Artigo: O Brasil e os ilusionistas

Ana Dubeux
postado em 13/06/2021 06:00

A pandemia trouxe um novo entretenimento a certos brasileiros: o ilusionismo. Criar fantasias tornou-se um esporte — sem direito a fairplay. Custo a acreditar que, a essa altura do campeonato, continuamos nos mobilizando para defender o uso da máscara, apenas para citar um exemplo. Basta uma frase sem noção do mandatário maior do país, o presidente da República, para que seja necessária uma nova onda de defesa do acessório como mecanismo eficaz no combate à covid-19. É preciso repetir à exaustão para que a magia das fake news seja combatida com a verdade.

A brincadeira está cansativa. E obviamente a intenção é deixar o playground cheio de inocentes que precisam perder seu tempo repetindo o óbvio. Enquanto nos esforçamos para disseminar o que todo mundo já sabe e conter as mentiras propagadas em série, há movimentos lentos, constantes e profundos em direção ao atraso, muito provavelmente passos estudados.

O que há por trás das insistentes tentativas de propagar fatos que a ciência já desmentiu? O que há por trás da defesa tão árdua de medicamentos para tratamento precoce já considerados inteiramente ineficazes? O que há por trás da insistência em não usar máscara?
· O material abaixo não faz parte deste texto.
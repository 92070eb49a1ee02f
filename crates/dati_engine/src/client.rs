use std::time::Duration;

use dati_core::{
    Ack, HistoryDetail, HistoryList, ImageInfo, Reply, ScreenshotTaken, StatusPayload,
};
use dati_logging::dati_debug;
use futures_util::StreamExt;
use reqwest::header::CONTENT_TYPE;
use reqwest::Method;
use serde::de::DeserializeOwned;
use serde_json::Value;
use url::Url;

use crate::{ApiError, ApiResult, FailureKind};

#[derive(Debug, Clone)]
pub struct ClientSettings {
    /// Service root; endpoint paths are resolved against it.
    pub base_url: String,
    pub connect_timeout: Duration,
    pub request_timeout: Duration,
    pub max_image_bytes: u64,
}

impl Default for ClientSettings {
    fn default() -> Self {
        Self {
            base_url: "http://127.0.0.1:5000/".to_string(),
            connect_timeout: Duration::from_secs(10),
            request_timeout: Duration::from_secs(30),
            max_image_bytes: 20 * 1024 * 1024,
        }
    }
}

/// The helper service's HTTP API.
#[async_trait::async_trait]
pub trait Backend: Send + Sync {
    async fn status(&self) -> ApiResult<StatusPayload>;
    async fn start(&self) -> ApiResult<Reply<Ack>>;
    async fn stop(&self) -> ApiResult<Reply<Ack>>;
    async fn screenshot(&self) -> ApiResult<Reply<ScreenshotTaken>>;
    async fn recognize(&self) -> ApiResult<Reply<Ack>>;
    async fn history(&self) -> ApiResult<Reply<HistoryList>>;
    async fn clear_history(&self) -> ApiResult<Reply<Ack>>;
    async fn history_record(&self, id: &str) -> ApiResult<Reply<HistoryDetail>>;
    async fn delete_history_record(&self, id: &str) -> ApiResult<Reply<Ack>>;
    async fn image(&self, path: &str) -> ApiResult<ImageInfo>;
}

#[derive(Debug, Clone)]
pub struct ReqwestBackend {
    settings: ClientSettings,
    base: Url,
    client: reqwest::Client,
}

impl ReqwestBackend {
    pub fn new(settings: ClientSettings) -> ApiResult<Self> {
        let base = parse_base_url(&settings.base_url)?;
        let client = reqwest::Client::builder()
            .connect_timeout(settings.connect_timeout)
            .timeout(settings.request_timeout)
            .build()
            .map_err(|err| ApiError::new(FailureKind::Network, err.to_string()))?;
        Ok(Self {
            settings,
            base,
            client,
        })
    }

    /// Resolves a server-relative path (leading `/` optional, query allowed).
    pub fn endpoint(&self, path: &str) -> ApiResult<Url> {
        self.base
            .join(path.trim_start_matches('/'))
            .map_err(|err| ApiError::new(FailureKind::InvalidUrl, err.to_string()))
    }

    fn record_endpoint(&self, id: &str) -> ApiResult<Url> {
        let mut url = self.endpoint("api/history/")?;
        url.path_segments_mut()
            .map_err(|_| ApiError::new(FailureKind::InvalidUrl, "base url cannot have a path"))?
            .pop_if_empty()
            .push(id);
        Ok(url)
    }

    async fn send(&self, method: Method, url: Url) -> ApiResult<reqwest::Response> {
        dati_debug!("{} {}", method, url);
        let response = self
            .client
            .request(method, url)
            .send()
            .await
            .map_err(map_reqwest_error)?;

        let status = response.status();
        if !status.is_success() {
            return Err(ApiError::new(
                FailureKind::HttpStatus(status.as_u16()),
                status.to_string(),
            ));
        }
        Ok(response)
    }

    async fn json(&self, method: Method, url: Url) -> ApiResult<Value> {
        let response = self.send(method, url).await?;
        let body = response.bytes().await.map_err(map_reqwest_error)?;
        serde_json::from_slice(&body)
            .map_err(|err| ApiError::new(FailureKind::Decode, err.to_string()))
    }

    async fn reply<T>(&self, method: Method, path: &str) -> ApiResult<Reply<T>>
    where
        T: DeserializeOwned + Send,
    {
        let url = self.endpoint(path)?;
        decode_reply(self.json(method, url).await?)
    }
}

#[async_trait::async_trait]
impl Backend for ReqwestBackend {
    async fn status(&self) -> ApiResult<StatusPayload> {
        let url = self.endpoint("api/status")?;
        let value = self.json(Method::GET, url).await?;
        serde_json::from_value(value)
            .map_err(|err| ApiError::new(FailureKind::Decode, err.to_string()))
    }

    async fn start(&self) -> ApiResult<Reply<Ack>> {
        self.reply(Method::POST, "api/start").await
    }

    async fn stop(&self) -> ApiResult<Reply<Ack>> {
        self.reply(Method::POST, "api/stop").await
    }

    async fn screenshot(&self) -> ApiResult<Reply<ScreenshotTaken>> {
        self.reply(Method::POST, "api/screenshot").await
    }

    async fn recognize(&self) -> ApiResult<Reply<Ack>> {
        self.reply(Method::POST, "api/recognize").await
    }

    async fn history(&self) -> ApiResult<Reply<HistoryList>> {
        self.reply(Method::GET, "api/history").await
    }

    async fn clear_history(&self) -> ApiResult<Reply<Ack>> {
        self.reply(Method::POST, "api/history/clear").await
    }

    async fn history_record(&self, id: &str) -> ApiResult<Reply<HistoryDetail>> {
        let url = self.record_endpoint(id)?;
        decode_reply(self.json(Method::GET, url).await?)
    }

    async fn delete_history_record(&self, id: &str) -> ApiResult<Reply<Ack>> {
        let url = self.record_endpoint(id)?;
        decode_reply(self.json(Method::DELETE, url).await?)
    }

    async fn image(&self, path: &str) -> ApiResult<ImageInfo> {
        let url = self.endpoint(path)?;
        let response = self.send(Method::GET, url).await?;
        let max_bytes = self.settings.max_image_bytes;

        if let Some(content_len) = response.content_length() {
            if content_len > max_bytes {
                return Err(ApiError::new(
                    FailureKind::TooLarge {
                        max_bytes,
                        actual: Some(content_len),
                    },
                    "image too large",
                ));
            }
        }

        let content_type = response
            .headers()
            .get(CONTENT_TYPE)
            .and_then(|value| value.to_str().ok())
            .map(|value| value.to_string());

        let mut byte_len = 0u64;
        let mut stream = response.bytes_stream();
        while let Some(chunk) = stream.next().await {
            let chunk = chunk.map_err(map_reqwest_error)?;
            byte_len += chunk.len() as u64;
            if byte_len > max_bytes {
                return Err(ApiError::new(
                    FailureKind::TooLarge {
                        max_bytes,
                        actual: Some(byte_len),
                    },
                    "image too large",
                ));
            }
        }

        Ok(ImageInfo {
            byte_len,
            content_type,
        })
    }
}

/// Splits an action body on its `success` flag. A missing or non-boolean
/// flag counts as failure.
pub fn decode_reply<T: DeserializeOwned>(value: Value) -> ApiResult<Reply<T>> {
    let success = value
        .get("success")
        .and_then(Value::as_bool)
        .unwrap_or(false);
    if success {
        serde_json::from_value(value)
            .map(Reply::Success)
            .map_err(|err| ApiError::new(FailureKind::Decode, err.to_string()))
    } else {
        let error = value
            .get("error")
            .and_then(Value::as_str)
            .map(ToOwned::to_owned);
        Ok(Reply::Failure { error })
    }
}

fn parse_base_url(raw: &str) -> ApiResult<Url> {
    let mut base =
        Url::parse(raw).map_err(|err| ApiError::new(FailureKind::InvalidUrl, err.to_string()))?;
    if base.cannot_be_a_base() {
        return Err(ApiError::new(FailureKind::InvalidUrl, "not a base url"));
    }
    if !base.path().ends_with('/') {
        let path = format!("{}/", base.path());
        base.set_path(&path);
    }
    Ok(base)
}

fn map_reqwest_error(err: reqwest::Error) -> ApiError {
    if err.is_timeout() {
        return ApiError::new(FailureKind::Timeout, err.to_string());
    }
    ApiError::new(FailureKind::Network, err.to_string())
}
O que há por trás da demora para a compra de vacinas? Por que, afinal, criar uma ilusão a respeito da covid-19 é tão necessário para alguns políticos?

Você pode compreender essas atitudes como incompetência. Pode citar a ignorância institucional e a falta de educação como razões para acreditar no falso. Mas também pode arriscar sem medo que existe um projeto de poder em curso, com claro viés reacionário e de ultradireita. Porque certamente há — que pena! — muitos brasileiros sedentos por impor um estilo de ser e de viver que nada tem a ver com os valores da democracia. E um político “mito” precisa se alimentar de seus iguais. Não importa o que diga, a voz é o berrante que chama a boiada.

A aposta no negativismo não é apenas uma decisão arriscada ou uma forma de se posicionar perante o mundo. É, sim, uma aposta criminosa, em que se assume o risco de matar por desinformação, entre outros motivos. Enterrar 480 mil pessoas num espaço de tempo tão curto é uma prova inconteste disso. Ser um ilusionista em meio a uma hecatombe não é tirar um coelho da cartola. É contribuir para uma carnificina. Também é contribuir para andarmos em marcha à ré nos valores humanos — respeito às minorias e às diferenças, por exemplo.